WHAT YOU NEED TO DO: The required answer is the count of lines in the records that contain "committed", with no other text.

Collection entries
★ ★ ★ ★

#![forbid(unsafe_code)]

mod field;

pub use field::ShareField;

use crate::fraction::{is_valid_fraction, parse_fraction};

/// Upper bound applied to share input when the caller does not supply one.
pub const MAX_SHARE: f64 = 1.0;

/// Textual rendering of a share input: plain decimal or "n/d".
#[derive(Clone, Copy, Debug, Default, PartialEq, Eq, Hash)]
pub enum InputMode {
    #[default]
    Decimal,
    Fraction,
}

impl InputMode {
    pub fn as_str(self) -> &'static str {
        match self {
            InputMode::Decimal => "decimal",
            InputMode::Fraction => "fraction",
        }
    }
}

#[derive(Clone, Copy, Debug, PartialEq, Eq)]
pub enum ShareInputError {
    ValueRequired,
    InvalidFractionFormat,
    NotANumber,
    OutOfRange,
}

impl ShareInputError {
    pub fn code(&self) -> &'static str {
        match self {
            Self::ValueRequired => "VALUE_REQUIRED",
            Self::InvalidFractionFormat => "INVALID_FRACTION_FORMAT",
            Self::NotANumber => "NOT_A_NUMBER",
            Self::OutOfRange => "OUT_OF_RANGE",
        }
    }

    pub fn message(&self) -> &'static str {
        match self {
            Self::ValueRequired => "value is required",
            Self::InvalidFractionFormat => "invalid fraction format (e.g. 3/4)",
            Self::NotANumber => "invalid number",
            Self::OutOfRange => "value is out of range",
        }
    }
}

impl std::fmt::Display for ShareInputError {
    fn fmt(&self, f: &mut std::fmt::Formatter<'_>) -> std::fmt::Result {
        f.write_str(self.message())
    }
}

impl std::error::Error for ShareInputError {}

/// The composite policy behind share input controls. Empty text is a valid
/// "no value" unless `required`. In fraction mode only the strict
/// "digits/digits" form is accepted; decimal mode takes anything the float
/// parse takes. Values above `max_value` are rejected; there is no explicit
/// lower bound.
pub fn validate_share_input(
    text: &str,
    required: bool,
    mode: InputMode,
    max_value: f64,
) -> Result<Option<f64>, ShareInputError> {
    let text = text.trim();
    if text.is_empty() {
        if required {
            return Err(ShareInputError::ValueRequired);
        }
        return Ok(None);
    }

    match mode {
        InputMode::Fraction => {
            if !is_valid_fraction(text) {
                return Err(ShareInputError::InvalidFractionFormat);
            }
            let parsed = parse_fraction(text);
            if parsed > max_value {
                return Err(ShareInputError::OutOfRange);
            }
            Ok(Some(parsed))
        }
        InputMode::Decimal => {
            let Ok(parsed) = text.parse::<f64>() else {
                return Err(ShareInputError::NotANumber);
            };
            if parsed.is_nan() {
                return Err(ShareInputError::NotANumber);
            }
            if parsed > max_value {
                return Err(ShareInputError::OutOfRange);
            }
            Ok(Some(parsed))
        }
    }
}
#![forbid(unsafe_code)]

use super::{InputMode, MAX_SHARE, ShareInputError, validate_share_input};
use crate::fraction::{format_fraction, parse_fraction};

/// Editing state of one share input: active mode, raw text, and the last
/// committed value. An invalid string may exist transiently while editing;
/// mode is independent of validity.
#[derive(Clone, Debug)]
pub struct ShareField {
    mode: InputMode,
    text: String,
    value: Option<f64>,
    error: Option<ShareInputError>,
    required: bool,
    max_value: f64,
}

impl ShareField {
    pub fn new(required: bool) -> Self {
        Self::with_max_value(required, MAX_SHARE)
    }

    pub fn with_max_value(required: bool, max_value: f64) -> Self {
        Self {
            mode: InputMode::default(),
            text: String::new(),
            value: None,
            error: None,
            required,
            max_value,
        }
    }

    pub fn mode(&self) -> InputMode {
        self.mode
    }

    pub fn text(&self) -> &str {
        &self.text
    }

    /// Last successfully committed value.
    pub fn value(&self) -> Option<f64> {
        self.value
    }

    pub fn error(&self) -> Option<ShareInputError> {
        self.error
    }

    /// Applies an edit to the raw text and revalidates. Empty input clears
    /// the committed value; any other failed validation keeps it.
    pub fn set_text(&mut self, input: &str) {
        let trimmed = input.trim();
        self.text = trimmed.to_string();

        if trimmed.is_empty() {
            self.value = None;
            self.error = if self.required {
                Some(ShareInputError::ValueRequired)
            } else {
                None
            };
            return;
        }

        match validate_share_input(trimmed, self.required, self.mode, self.max_value) {
            Ok(value) => {
                self.value = value;
                self.error = None;
            }
            Err(err) => self.error = Some(err),
        }
    }

    /// Switches between decimal and fraction rendering and re-renders the
    /// held text in the target mode. Text that does not parse falls back to
    /// the stringified raw parse result. Clears any validation error.
    pub fn toggle_mode(&mut self) {
        let parsed = parse_fraction(&self.text);
        if !self.text.is_empty() {
            self.text = if self.mode == InputMode::Fraction || parsed.is_nan() {
                parsed.to_string()
            } else {
                format_fraction(parsed)
            };
        }
        self.error = None;
        self.mode = match self.mode {
            InputMode::Decimal => InputMode::Fraction,
            InputMode::Fraction => InputMode::Decimal,
        };
    }

    /// Syncs a stored share into the field (an editor loading a record),
    /// rendering it in the active mode.
    pub fn set_value(&mut self, value: Option<f64>) {
        self.value = value;
        self.error = None;
        self.text = match value {
            None => String::new(),
            Some(v) => match self.mode {
                InputMode::Fraction => format_fraction(v),
                InputMode::Decimal => v.to_string(),
            },
        };
    }
}
#![forbid(unsafe_code)]

use crate::units::{AreaUnit, from_base_unit};

pub const UNALLOCATED_ID: &str = "unallocated";
pub const UNALLOCATED_NAME: &str = "Unallocated";

/// One ownership stake as stored on a plot. Duplicate owner ids are kept;
/// each entry is an independent row.
#[derive(Clone, Debug, PartialEq)]
pub struct OwnerShare {
    pub owner_id: String,
    pub owner_name: String,
    pub share: f64,
}

/// Display-ready report row: the percent/area formatting is part of the
/// report contract, not a renderer concern.
#[derive(Clone, Debug, PartialEq)]
pub struct AllocationRow {
    pub owner_id: String,
    pub owner_name: String,
    pub share_percent_text: String,
    pub area_text: String,
}

/// Transient per-plot allocation view. Built fresh on each request, never
/// persisted.
#[derive(Clone, Debug, PartialEq)]
pub struct AllocationReport {
    pub plot_id: String,
    pub total_area_m2: f64,
    pub rows: Vec<AllocationRow>,
    pub unallocated_share_percent_text: String,
    pub unallocated_area_text: String,
}

fn percent_text(share: f64) -> String {
    format!("{:.2}%", share * 100.0)
}

fn area_text(area_m2: f64, unit: AreaUnit) -> String {
    format!("{:.2} {}", from_base_unit(area_m2, unit), unit.label())
}

/// Aggregates a plot's ownership shares into a report: one row per owner in
/// input order, then a synthetic trailing "Unallocated" row when a free
/// share remains. Shares summing above 1 clamp the free share to zero
/// silently instead of erroring.
pub fn build_allocation_report(
    plot_id: impl Into<String>,
    total_area_m2: f64,
    owners: &[OwnerShare],
    unit: AreaUnit,
) -> AllocationReport {
    let total_owned: f64 = owners.iter().map(|o| o.share).sum();
    let free_share = (1.0 - total_owned).max(0.0);

    let mut rows = Vec::with_capacity(owners.len() + 1);
    for owner in owners {
        rows.push(AllocationRow {
            owner_id: owner.owner_id.clone(),
            owner_name: owner.owner_name.clone(),
            share_percent_text: percent_text(owner.share),
            area_text: area_text(owner.share * total_area_m2, unit),
        });
    }
    if free_share > 0.0 {
        rows.push(AllocationRow {
            owner_id: UNALLOCATED_ID.to_string(),
            owner_name: UNALLOCATED_NAME.to_string(),
            share_percent_text: percent_text(free_share),
            area_text: area_text(free_share * total_area_m2, unit),
        });
    }

    AllocationReport {
        plot_id: plot_id.into(),
        total_area_m2,
        rows,
        unallocated_share_percent_text: percent_text(free_share),
        unallocated_area_text: area_text(free_share * total_area_m2, unit),
    }
}

#[cfg(test)]
mod tests;
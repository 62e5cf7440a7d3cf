//! Teams dimension: one page from /v1/teams, upserted into `teams`.

use crate::context::AppContext;
use crate::ingest::IngestSummary;
use crate::store;
use anyhow::Result;
use tracing::info;

pub async fn run(ctx: &AppContext) -> Result<IngestSummary> {
    let teams = ctx.api.teams().await?;

    let mut summary = IngestSummary {
        fetched: teams.len(),
        ..Default::default()
    };

    for team in &teams {
        store::upsert_team(&ctx.db, team).await?;
        summary.written += 1;
    }

    info!("Teams ingest complete: {}", summary);
    Ok(summary)
}
use anyhow::{anyhow, Result};
use std::env;

/// Runtime configuration, read once at startup. Everything downstream gets
/// this (or the context built from it) passed in explicitly.
#[derive(Clone)]
pub struct Config {
    pub api_key: String,
    pub database_url: String,
    pub requests_per_minute: u32,
    pub http_timeout_secs: u64,
}

impl Config {
    pub fn from_env() -> Result<Self> {
        let api_key = match env::var("BALLDONTLIE_API_KEY") {
            Ok(v) if !v.trim().is_empty() => v.trim().to_string(),
            Ok(_) => return Err(anyhow!("BALLDONTLIE_API_KEY is set but empty")),
            Err(_) => return Err(anyhow!("BALLDONTLIE_API_KEY is not set")),
        };

        // Catch sample keys copied out of docs before they hit the API.
        let key_lower = api_key.to_lowercase();
        if key_lower.contains("change_me") || key_lower.contains("your_") {
            return Err(anyhow!(
                "BALLDONTLIE_API_KEY appears to be a placeholder value; replace with your real key"
            ));
        }

        // Prefer a full DATABASE_URL; otherwise compose one from the NBA_DB_*
        // parts so local setups only need host/user/password.
        let database_url = match env::var("DATABASE_URL") {
            Ok(v) if !v.trim().is_empty() => v,
            _ => {
                let host = env::var("NBA_DB_HOST").unwrap_or_else(|_| "localhost".to_string());
                let port = env::var("NBA_DB_PORT").unwrap_or_else(|_| "5432".to_string());
                let name = env::var("NBA_DB_NAME").unwrap_or_else(|_| "nba_analytics".to_string());
                let user = env::var("NBA_DB_USER").unwrap_or_else(|_| "postgres".to_string());
                let password = env::var("NBA_DB_PASSWORD")
                    .map_err(|_| anyhow!("neither DATABASE_URL nor NBA_DB_PASSWORD is set"))?;
                format!("postgresql://{}:{}@{}:{}/{}", user, password, host, port, name)
            }
        };

        Ok(Self {
            api_key,
            database_url,
            requests_per_minute: env::var("API_REQUESTS_PER_MINUTE")
                .unwrap_or_else(|_| "60".to_string())
                .parse()
                .unwrap_or(60),
            http_timeout_secs: env::var("HTTP_TIMEOUT_SECONDS")
                .unwrap_or_else(|_| "30".to_string())
                .parse()
                .unwrap_or(30),
        })
    }
}
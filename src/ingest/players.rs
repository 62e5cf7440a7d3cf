//! Players dimension: every page of /v1/players with full metadata.

use crate::context::AppContext;
use crate::ingest::IngestSummary;
use crate::store;
use anyhow::Result;
use tracing::info;

pub async fn run(ctx: &AppContext) -> Result<IngestSummary> {
    let players = ctx.api.players().await?;

    let mut summary = IngestSummary {
        fetched: players.len(),
        ..Default::default()
    };

    for player in &players {
        if let Some(team) = &player.team {
            store::upsert_team(&ctx.db, team).await?;
        }
        store::upsert_player(&ctx.db, player, None).await?;
        summary.written += 1;
    }

    info!("Players ingest complete: {}", summary);
    Ok(summary)
}
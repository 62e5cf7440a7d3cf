//! Ingestion adapters, one per data domain. Each fetches paginated JSON,
//! decodes it at the boundary, and issues idempotent upserts. Failures for
//! one day (or one game/season unit) are logged and skipped; the adapter
//! keeps going and reports them in its summary.

pub mod advanced;
pub mod box_scores;
pub mod contract_aggregates;
pub mod contracts;
pub mod games;
pub mod injuries;
pub mod odds;
pub mod players;
pub mod props;
pub mod standings;
pub mod teams;

use std::fmt;

#[derive(Debug, Default)]
pub struct IngestSummary {
    pub fetched: usize,
    pub written: usize,
    /// Work units (days, games, seasons) that errored and were skipped.
    pub failed_units: usize,
}

impl IngestSummary {
    pub fn absorb(&mut self, other: IngestSummary) {
        self.fetched += other.fetched;
        self.written += other.written;
        self.failed_units += other.failed_units;
    }
}

impl fmt::Display for IngestSummary {
    fn fmt(&self, f: &mut fmt::Formatter<'_>) -> fmt::Result {
        write!(
            f,
            "{} fetched, {} written, {} failed units",
            self.fetched, self.written, self.failed_units
        )
    }
}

★ ★ ★ ★

RESPONSE TO THE TASK: 3